Causal data represents constraints, limits, and environmental conditions that can change over time. The condition might be the placement of an asset at a certain location, the price-to-consumer, shelf-space, or one of several other factors that affect your overall performance.
Unlike transactional data, causal data doesn't add up meaningfully over time; instead, UXT calculates causal data one of the following ways, depending on what it represents. Typically, you should not have to worry about how causal data is calculated. Your management defines the method of calculation when it defines the data model, and should communicate the meaning of each causal field to you. In addition, you can place your cursor over the causal data heading to learn more about it.
Causal data from a non-transactional data cube – For this type of data, a starting date and ending date define the time that the condition, or data value, remains unchanged. The data doesn't add up meaningfully over time (for example, you wouldn’t add up shelf space over each day in the month), so UXT weights the data based on the portion of the date range that a condition spans. As an example, consider a customer who allotted 5 feet of shelf space to our brand for the first half of the month, and increased it to 10 feet for the second half of the month. When looking at the entire month, UXT would weight the data to show 7.5 feet of shelf space for the month.

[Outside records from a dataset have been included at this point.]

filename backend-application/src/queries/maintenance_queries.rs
use chrono::{DateTime, Utc};
use tracing::{error, info};

use backend_domain::services::{
    filter_devices, filter_fleet, filter_maintenance, resolve_scope, summarize_maintenance,
    urgent_items, DataScope,
};
use backend_domain::{
    FleetQuery, MaintenanceRecord, MaintenanceSummary, UrgentItem, UserContext, Vehicle,
    VendorFilter,
};

use crate::queries::refill_analysis_queries::sites_for_scope;
use crate::{AppError, AppState};

const ACTIVE_DEVICES: &str = "active";

/// Vehicles the caller may see under `scope`.
pub(crate) async fn visible_vehicles(
    state: &AppState,
    scope: &DataScope,
    filter: &VendorFilter,
) -> Result<Vec<Vehicle>, AppError> {
    let (vehicles, sites) = tokio::try_join!(
        state.vendor.list_vehicles(filter),
        sites_for_scope(state, scope),
    )
    .map_err(|err| {
        error!("failed to load fleet for maintenance: {}", err);
        state.metrics.record_vendor_error();
        AppError::Vendor(err)
    })?;
    Ok(filter_fleet(scope, vehicles, sites).0)
}

async fn scoped_records(
    state: &AppState,
    scope: &DataScope,
) -> Result<Vec<MaintenanceRecord>, AppError> {
    let records = state.maintenance_repo.list_records().await.map_err(|err| {
        error!("failed to load maintenance records: {}", err);
        AppError::from(err)
    })?;
    if *scope == DataScope::All {
        return Ok(records);
    }
    let vehicles = visible_vehicles(state, scope, &VendorFilter::default()).await?;
    Ok(filter_maintenance(scope, records, &vehicles))
}

pub async fn maintenance_summary(
    state: &AppState,
    ctx: &UserContext,
) -> Result<MaintenanceSummary, AppError> {
    maintenance_summary_at(state, ctx, Utc::now()).await
}

pub async fn maintenance_summary_at(
    state: &AppState,
    ctx: &UserContext,
    now: DateTime<Utc>,
) -> Result<MaintenanceSummary, AppError> {
    if !ctx.capabilities().can_view_maintenance {
        return Err(AppError::Forbidden("maintenance".to_string()));
    }
    let scope = resolve_scope(ctx, &state.access_policies.read().await);
    let records = scoped_records(state, &scope).await?;
    let summary = summarize_maintenance(&records, now);
    info!(
        "maintenance summary: {} records, {} upcoming, {} overdue",
        summary.record_count,
        summary.upcoming.len(),
        summary.overdue.len()
    );
    state.metrics.record_maintenance_query();
    Ok(summary)
}

pub async fn fleet_urgent_items(
    state: &AppState,
    ctx: &UserContext,
    query: FleetQuery,
) -> Result<Vec<UrgentItem>, AppError> {
    fleet_urgent_items_at(state, ctx, query, Utc::now()).await
}

/// Maintenance items are only raised for callers who may view maintenance.
pub async fn fleet_urgent_items_at(
    state: &AppState,
    ctx: &UserContext,
    query: FleetQuery,
    now: DateTime<Utc>,
) -> Result<Vec<UrgentItem>, AppError> {
    let capabilities = ctx.capabilities();
    if !capabilities.can_view_compliance {
        return Err(AppError::Forbidden("fleet overview".to_string()));
    }
    let scope = resolve_scope(ctx, &state.access_policies.read().await);
    let filter = query.to_filter();

    let (vehicles, devices, sites) = tokio::try_join!(
        state.vendor.list_vehicles(&filter),
        state.vendor.list_devices(Some(ACTIVE_DEVICES)),
        sites_for_scope(state, &scope),
    )
    .map_err(|err| {
        error!("failed to load fleet overview: {}", err);
        state.metrics.record_vendor_error();
        AppError::Vendor(err)
    })?;

    let devices = filter_devices(&scope, devices, &sites);
    let (vehicles, _) = filter_fleet(&scope, vehicles, sites);
    let records = if capabilities.can_view_maintenance {
        let records = state.maintenance_repo.list_records().await?;
        filter_maintenance(&scope, records, &vehicles)
    } else {
        Vec::new()
    };
    Ok(urgent_items(&vehicles, &records, &devices, now))
}
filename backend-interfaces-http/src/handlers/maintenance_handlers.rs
use axum::extract::{Query, State};
use axum::http::{HeaderMap, StatusCode};
use axum::Json;

use backend_application::commands::maintenance_commands;
use backend_application::queries::maintenance_queries;
use backend_application::AppState;
use backend_domain::{
    FleetQuery, MaintenanceRecord, MaintenanceSummary, NewMaintenanceRecord, UrgentItem,
};

use crate::error::HttpError;
use crate::middleware::user_context;

pub async fn maintenance_summary(
    State(state): State<AppState>,
    headers: HeaderMap,
) -> Result<Json<MaintenanceSummary>, HttpError> {
    let ctx = user_context(&state, &headers).await?;
    let summary = maintenance_queries::maintenance_summary(&state, &ctx).await?;
    Ok(Json(summary))
}

pub async fn record_maintenance(
    State(state): State<AppState>,
    headers: HeaderMap,
    Json(payload): Json<NewMaintenanceRecord>,
) -> Result<(StatusCode, Json<MaintenanceRecord>), HttpError> {
    let ctx = user_context(&state, &headers).await?;
    let saved = maintenance_commands::record_maintenance(&state, &ctx, payload).await?;
    Ok((StatusCode::CREATED, Json(saved)))
}

pub async fn urgent_items(
    State(state): State<AppState>,
    headers: HeaderMap,
    Query(query): Query<FleetQuery>,
) -> Result<Json<Vec<UrgentItem>>, HttpError> {
    let ctx = user_context(&state, &headers).await?;
    let items = maintenance_queries::fleet_urgent_items(&state, &ctx, query).await?;
    Ok(Json(items))
}
/// Daily consumption for one site from its sorted refill history, falling back
/// to recent wash activity when no usable refill pair exists.
pub fn estimate_consumption(
    refills: &[RefillEvent],
    recent_scan_count: usize,
    current_stock: f64,
    settings: &ForecastSettings,
) -> ConsumptionEstimate {
    let rates = consumption_rates(refills);
    let mut confidence: i32 = 100 - record_count_penalty(refills.len());

    let (base_rate, used_scan_fallback) = match weighted_rate(&rates) {
        Some(rate) => {
            confidence -= variability_penalty(&rates);
            (rate, false)
        }
        None => {
            confidence -= 30;
            let window = settings.scan_window_days.max(1) as f64;
            (
                recent_scan_count as f64 / window * settings.litres_per_wash,
                true,
            )
        }
    };

    let trend = classify_trend(&rates);
    if !trend.is_stable() {
        confidence -= 10;
    }
    if current_stock <= 0.0 {
        confidence -= 20;
    }

    ConsumptionEstimate {
        base_rate,
        daily_consumption: base_rate * trend.multiplier(),
        trend,
        confidence: confidence.clamp(40, 100) as u8,
        data_quality: DataQuality::from_valid_pairs(rates.len()),
        valid_pairs: rates.len(),
        used_scan_fallback,
    }
}

/// Days of stock left above the safety threshold at the current burn rate.
pub fn stock_based_days(current_stock: f64, daily_consumption: f64, threshold: f64) -> Option<f64> {
    if daily_consumption > 0.0 && daily_consumption.is_finite() {
        Some((current_stock - threshold) / daily_consumption)
    } else {
        None
    }
}

pub fn history_based_days(history: &RefillHistory) -> Option<f64> {
    history
        .avg_interval_days
        .map(|interval| interval - history.days_since_last_refill)
}

/// Blended days until the next refill, within `[0, horizon_days]`.
pub fn predict_refill(
    estimate: &ConsumptionEstimate,
    current_stock: f64,
    history: &RefillHistory,
    settings: &ForecastSettings,
) -> f64 {
    let primary = stock_based_days(
        current_stock,
        estimate.daily_consumption,
        settings.refill_threshold_litres,
    );
    let secondary = history_based_days(history);
    let (primary_weight, secondary_weight) = if estimate.valid_pairs >= TREND_MIN_PAIRS {
        (0.8, 0.2)
    } else {
        (0.5, 0.5)
    };
    let blended = match (primary, secondary) {
        (Some(primary), Some(secondary)) => primary * primary_weight + secondary * secondary_weight,
        (Some(primary), None) => primary,
        (None, Some(secondary)) => secondary,
        (None, None) => settings.horizon_days,
    };
    if blended.is_nan() {
        return settings.horizon_days;
    }
    blended.clamp(0.0, settings.horizon_days)
}
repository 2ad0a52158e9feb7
use chrono::{FixedOffset, Offset, Utc};

#[derive(Debug, Clone, Copy, PartialEq, Eq)]
pub enum PreferenceStore {
    Platform,
    File,
}

#[derive(Debug, Clone)]
pub struct RuntimeConfig {
    pub bind_addr: String,
    pub api_token: Option<String>,
    pub max_body_bytes: u64,
    pub request_timeout_seconds: u64,
    pub refill_threshold_litres: f64,
    pub litres_per_wash: f64,
    pub scan_window_days: i64,
    pub forecast_horizon_days: f64,
    pub dispatch_enabled: bool,
    pub dispatch_interval_minutes: u64,
    pub default_utc_offset_minutes: i32,
    pub user_info_max_retries: u32,
    pub user_info_backoff_ms: u64,
    pub access_policies_path: Option<String>,
    pub preference_store: PreferenceStore,
    pub preferences_path: String,
}

impl Default for RuntimeConfig {
    fn default() -> Self {
        Self {
            bind_addr: "127.0.0.1:3240".to_string(),
            api_token: None,
            max_body_bytes: 1024 * 1024,
            request_timeout_seconds: 30,
            refill_threshold_litres: 200.0,
            litres_per_wash: 5.0,
            scan_window_days: 30,
            forecast_horizon_days: 365.0,
            dispatch_enabled: true,
            dispatch_interval_minutes: 15,
            default_utc_offset_minutes: 0,
            user_info_max_retries: 3,
            user_info_backoff_ms: 1000,
            access_policies_path: None,
            preference_store: PreferenceStore::Platform,
            preferences_path: "./email_report_preferences.json".to_string(),
        }
    }
}

impl RuntimeConfig {
    pub fn default_offset(&self) -> FixedOffset {
        offset_from_minutes(self.default_utc_offset_minutes)
    }
}

/// Out-of-range offsets fall back to UTC.
pub fn offset_from_minutes(minutes: i32) -> FixedOffset {
    minutes
        .checked_mul(60)
        .and_then(FixedOffset::east_opt)
        .unwrap_or_else(|| Utc.fix())
}

#[derive(Debug, Clone)]
pub struct VendorConfig {
    pub base_url: String,
    pub api_key: Option<String>,
    pub timeout_seconds: u64,
}

#[derive(Debug, Clone)]
pub struct PlatformConfig {
    pub base_url: String,
    pub app_id: String,
    pub service_token: Option<String>,
    pub preferences_entity: String,
    pub maintenance_entity: String,
    pub report_function: String,
    pub timeout_seconds: u64,
}

#[cfg(test)]
mod tests {
    use super::*;

    #[test]
    fn offsets_outside_a_day_fall_back_to_utc() {
        assert_eq!(offset_from_minutes(600).local_minus_utc(), 36_000);
        assert_eq!(offset_from_minutes(-300).local_minus_utc(), -18_000);
        assert_eq!(offset_from_minutes(2_000).local_minus_utc(), 0);
    }
}
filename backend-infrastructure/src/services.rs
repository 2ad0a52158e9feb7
pub mod dispatch_service;
pub mod health_service;

pub use dispatch_service::*;
pub use health_service::*;
use anyhow::Result;
use axum::Router;
use tokio::net::TcpListener;
use tower_http::cors::CorsLayer;
use tower_http::limit::RequestBodyLimitLayer;
use tower_http::timeout::TimeoutLayer;
use tower_http::trace::TraceLayer;
use tracing::{info, warn};

use backend_application::AppState;
use backend_infrastructure::{schedule_dispatch, AppConfig};
use backend_interfaces_http::build_router;

use crate::context::AppContext;

pub fn build_router_with_layers(state: AppState) -> Router {
    build_router(state.clone())
        .layer(CorsLayer::permissive())
        .layer(RequestBodyLimitLayer::new(
            usize::try_from(state.config.max_body_bytes).unwrap_or(usize::MAX),
        ))
        .layer(TimeoutLayer::new(std::time::Duration::from_secs(
            state.config.request_timeout_seconds,
        )))
        .layer(TraceLayer::new_for_http())
}

pub async fn run_standalone(config: AppConfig) -> Result<()> {
    let context = AppContext::new(config).await?;
    let state = context.state;

    if state.config.dispatch_enabled {
        tokio::spawn(schedule_dispatch(state.clone()));
    } else {
        info!("scheduled report dispatch disabled");
    }

    let app = build_router_with_layers(state.clone());
    let addr: std::net::SocketAddr = state.config.bind_addr.parse()?;
    let listener = TcpListener::bind(addr).await?;
    info!("listening on {}", addr);

    axum::serve(listener, app)
        .with_graceful_shutdown(shutdown_signal())
        .await?;
    info!("server stopped");
    Ok(())
}

async fn shutdown_signal() {
    let ctrl_c = async {
        if let Err(err) = tokio::signal::ctrl_c().await {
            warn!("ctrl-c handler failed: {}", err);
            std::future::pending::<()>().await;
        }
    };

    #[cfg(unix)]
    let terminate = async {
        use tokio::signal::unix::{signal, SignalKind};
        match signal(SignalKind::terminate()) {
            Ok(mut sigterm) => {
                sigterm.recv().await;
            }
            Err(err) => {
                warn!("SIGTERM handler failed: {}", err);
                std::future::pending::<()>().await;
            }
        }
    };

    #[cfg(not(unix))]
    let terminate = std::future::pending::<()>();

    tokio::select! {
        _ = ctrl_c => {},
        _ = terminate => {},
    }
}
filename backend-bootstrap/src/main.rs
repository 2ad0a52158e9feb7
use anyhow::Result;
use clap::Parser;
use tracing_appender::non_blocking::WorkerGuard;
use tracing_subscriber::layer::SubscriberExt;
use tracing_subscriber::util::SubscriberInitExt;
use tracing_subscriber::EnvFilter;

use backend_infrastructure::AppConfig;

#[derive(Parser, Debug)]
#[command(name = "fleetwash-backend")]
#[command(about = "Fleet wash compliance and refill forecasting backend", long_about = None)]
struct Args {
    /// Path to config file
    #[arg(short, long)]
    config: Option<String>,

    /// Emit logs as JSON lines
    #[arg(long)]
    json_logs: bool,
}

fn init_tracing(log_dir: Option<&str>, json: bool) -> Option<WorkerGuard> {
    let filter =
        EnvFilter::try_from_default_env().unwrap_or_else(|_| EnvFilter::new("info"));

    let (file_writer, guard) = match log_dir {
        Some(dir) => {
            let appender = tracing_appender::rolling::daily(dir, "fleetwash-backend.log");
            let (writer, guard) = tracing_appender::non_blocking(appender);
            (Some(writer), Some(guard))
        }
        None => (None, None),
    };
    let file_layer = file_writer.map(|writer| {
        tracing_subscriber::fmt::layer()
            .with_ansi(false)
            .with_writer(writer)
    });

    let registry = tracing_subscriber::registry().with(filter).with(file_layer);
    if json {
        registry
            .with(tracing_subscriber::fmt::layer().json())
            .init();
    } else {
        registry.with(tracing_subscriber::fmt::layer()).init();
    }
    guard
}

#[tokio::main]
async fn main() -> Result<()> {
    let args = Args::parse();
    if let Some(config) = args.config {
        std::env::set_var("FLEETWASH_CONFIG", config);
    }

    let config = AppConfig::load().await?;
    let _guard = init_tracing(config.log_dir.as_deref(), args.json_logs);

    backend_bootstrap::run_standalone(config).await
}
// Vendor query filter value object

use chrono::NaiveDate;
use serde::{Deserialize, Serialize};

/// Customer/site/date-range filter shared by the vendor endpoints.
/// `None` means "no filter"; the UI sentinel `all` never survives construction.
#[derive(Debug, Clone, Default, PartialEq, Eq, Serialize, Deserialize)]
pub struct VendorFilter {
    pub customer: Option<String>,
    pub site: Option<String>,
    pub from_date: Option<NaiveDate>,
    pub to_date: Option<NaiveDate>,
}

impl VendorFilter {
    pub fn new(
        customer: Option<String>,
        site: Option<String>,
        from_date: Option<NaiveDate>,
        to_date: Option<NaiveDate>,
    ) -> Self {
        Self {
            customer: normalize_scope(customer),
            site: normalize_scope(site),
            from_date,
            to_date,
        }
    }

    pub fn customer(customer: Option<String>) -> Self {
        Self::new(customer, None, None, None)
    }
}

/// Query string accepted by the fleet read endpoints.
#[derive(Debug, Clone, Default, Deserialize)]
pub struct FleetQuery {
    pub customer: Option<String>,
    pub site: Option<String>,
    pub from_date: Option<NaiveDate>,
    pub to_date: Option<NaiveDate>,
}

impl FleetQuery {
    pub fn to_filter(&self) -> VendorFilter {
        VendorFilter::new(
            self.customer.clone(),
            self.site.clone(),
            self.from_date,
            self.to_date,
        )
    }
}

pub fn normalize_scope(value: Option<String>) -> Option<String> {
    value.and_then(|raw| {
        let trimmed = raw.trim();
        if trimmed.is_empty() || trimmed.eq_ignore_ascii_case("all") {
            None
        } else {
            Some(trimmed.to_string())
        }
    })
}

#[cfg(test)]
mod tests {
    use super::*;

    #[test]
    fn all_sentinel_and_blank_mean_no_filter() {
        let filter = VendorFilter::new(
            Some("all".to_string()),
            Some("  ".to_string()),
            None,
            None,
        );
        assert_eq!(filter.customer, None);
        assert_eq!(filter.site, None);

        let filter = VendorFilter::new(Some(" ALL ".to_string()), Some("S-12".to_string()), None, None);
        assert_eq!(filter.customer, None);
        assert_eq!(filter.site.as_deref(), Some("S-12"));
    }
}
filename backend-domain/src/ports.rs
// Repository and Service Port Traits (Interfaces)
// Define what the domain needs from infrastructure

pub mod repositories;
pub mod services;

pub use repositories::*;
pub use services::*;
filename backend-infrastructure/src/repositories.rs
pub mod config_files;
pub mod preference_files;

pub use config_files::ConfigFileRepository;
pub use preference_files::PreferenceFileRepository;
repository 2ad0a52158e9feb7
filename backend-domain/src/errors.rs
use serde::Serialize;
use thiserror::Error;

/// Failure talking to the vendor API.
#[derive(Debug, Clone, Error, Serialize, PartialEq)]
#[error("vendor request failed: {message}")]
pub struct VendorError {
    pub status: Option<u16>,
    pub message: String,
    #[serde(skip_serializing_if = "Option::is_none")]
    pub body: Option<String>,
}

impl VendorError {
    pub fn transport(message: impl Into<String>) -> Self {
        Self {
            status: None,
            message: message.into(),
            body: None,
        }
    }

    pub fn status(status: u16, body: String) -> Self {
        Self {
            status: Some(status),
            message: format!("vendor responded with status {status}"),
            body: (!body.trim().is_empty()).then_some(body),
        }
    }
}

#[derive(Debug, Clone, Error, PartialEq)]
pub enum PlatformError {
    #[error("platform session is missing or expired")]
    Unauthorized,
    #[error("platform responded with status {status}: {body}")]
    Status { status: u16, body: String },
    #[error("platform transport error: {0}")]
    Transport(String),
    #[error("platform response could not be decoded: {0}")]
    Decode(String),
    #[error("preference storage error: {0}")]
    Storage(String),
}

A count of records from a non-transactional data cube – This is like the previous example, but provides a weighted count of non-transactional records for a given date range. For example, suppose that a customer location has two asset placement records for an entire month. The first indicates that an asset was present for the first third of the month and was then removed. The second record indicates that another asset was placed at the location for the last third of the month. UXT would weight the count by time to show that on average two-thirds, or 0.66667, assets were placed at that location.
Counts of unique members (customers, products, channels, etc.) that occur in at least one record during a given date range or pass test conditions are referred to as unique counts. The counts are "unique" because each member is only counted once.
Causal data has its own data category, which is represented by pink. In general, you display causal data the same way you display transactional data.